Vedanta Resources Plc has pulled out of the race to acquire Anglo-Australian mining giant Rio Tinto's Canadian iron-ore assets, The Wall Street Journal today reported, citing a person familiar with Vedanta's thinking.
Anil Agarwal-controlled Vedanta, which had shown interest in these assets in March, has backed off because the acquisition would add to the company's financial burden, the report said.
Vedanta has amassed debt of around $16.7 billion, mainly due to its $8.76-billion acquisition of a controlling stake in Cairn Energy's Indian subsidiary Cairn India in 2011.
In March, London-based Rio Tinto had hired investment banks Credit Suisse and Canadian Imperial Bank of Commerce to sell its 59.7-per cent stake in Iron Ore Company of Canada (IOC), Canada's largest iron-ore producer.
Other stakeholders in IOC are Japan's Mitsubishi Corp with 26.2 per cent and Labrador Iron Ore Royalty Income Corp with 15.1 per cent.
A sale could value IOC at $3 billion to $4 billion, putting the value of Rio Tinto's stake at over $1.8 billion.
Labrador Iron Ore Royalty also later announced that it will also sell its stake, but is yet to get any bids.
Several media reports had earlier speculated that apart from Vedanta, Aditya Birla Group, private equity firm Blackstone Group, commodities and mining giant Glencore Xstrata and Teck Resources Ltd, Canada's largest diversified mining company, were also in the race for IOC.

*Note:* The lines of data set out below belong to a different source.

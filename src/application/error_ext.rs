//! Attach input-file context to I/O and parse failures

use std::fmt::Display;
use std::io;
use std::path::Path;

use crate::application::{ApplicationError, ApplicationResult};

/// Reading a tree input file failed before any parsing happened.
pub trait IoResultExt<T> {
    /// `action` names what was attempted, e.g. "read tree input".
    fn with_path_context(self, action: &str, path: &Path) -> ApplicationResult<T>;
}

impl<T> IoResultExt<T> for io::Result<T> {
    fn with_path_context(self, action: &str, path: &Path) -> ApplicationResult<T> {
        self.map_err(|e| ApplicationError::OperationFailed {
            context: format!("{}: {}", action, path.display()),
            source: Box::new(e),
        })
    }
}

/// The file was read but its contents are not a valid item list.
pub trait ParseResultExt<T> {
    fn with_input_context(self, origin: &Path) -> ApplicationResult<T>;
}

impl<T, E: Display> ParseResultExt<T> for Result<T, E> {
    fn with_input_context(self, origin: &Path) -> ApplicationResult<T> {
        self.map_err(|e| ApplicationError::InvalidInput {
            path: origin.to_path_buf(),
            message: e.to_string(),
        })
    }
}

IOC is the largest manufacturer of iron ore pellets in Canada, with North America, European and Asian steel producers as it customers.
The company operates a mine, concentrator and a pellet plant in Labrador City, Newfoundland and Labrador, as well as port facilities located in Quebec. It also operates a 418km railroad that links the mine to the port.
IOC recently spent $800 million in expansion in order to increase annual iron-ore output capacity to 26 million tons, but even that is nowhere near the 353 million tons that Rio Tinto plans to extract annually from the Pilbara by mid-2015.
IOC contributed $230 million net profit to Rio Tinto in 2012, compared to $9.2 billion for the whole of its iron ore operations.
Rio Tinto's newly appointed CEO Sam Walsh had earlier said that he would sell non-core and under-performing assets to bolster the balance sheet of the company.
The company, which generates four-fifths of its earning from iron ore, may be selling IOC for its lower grade of ore, and focus on the higher grade ores at Pilbara in Australia and its under development Simandou iron ore mine in Guinea.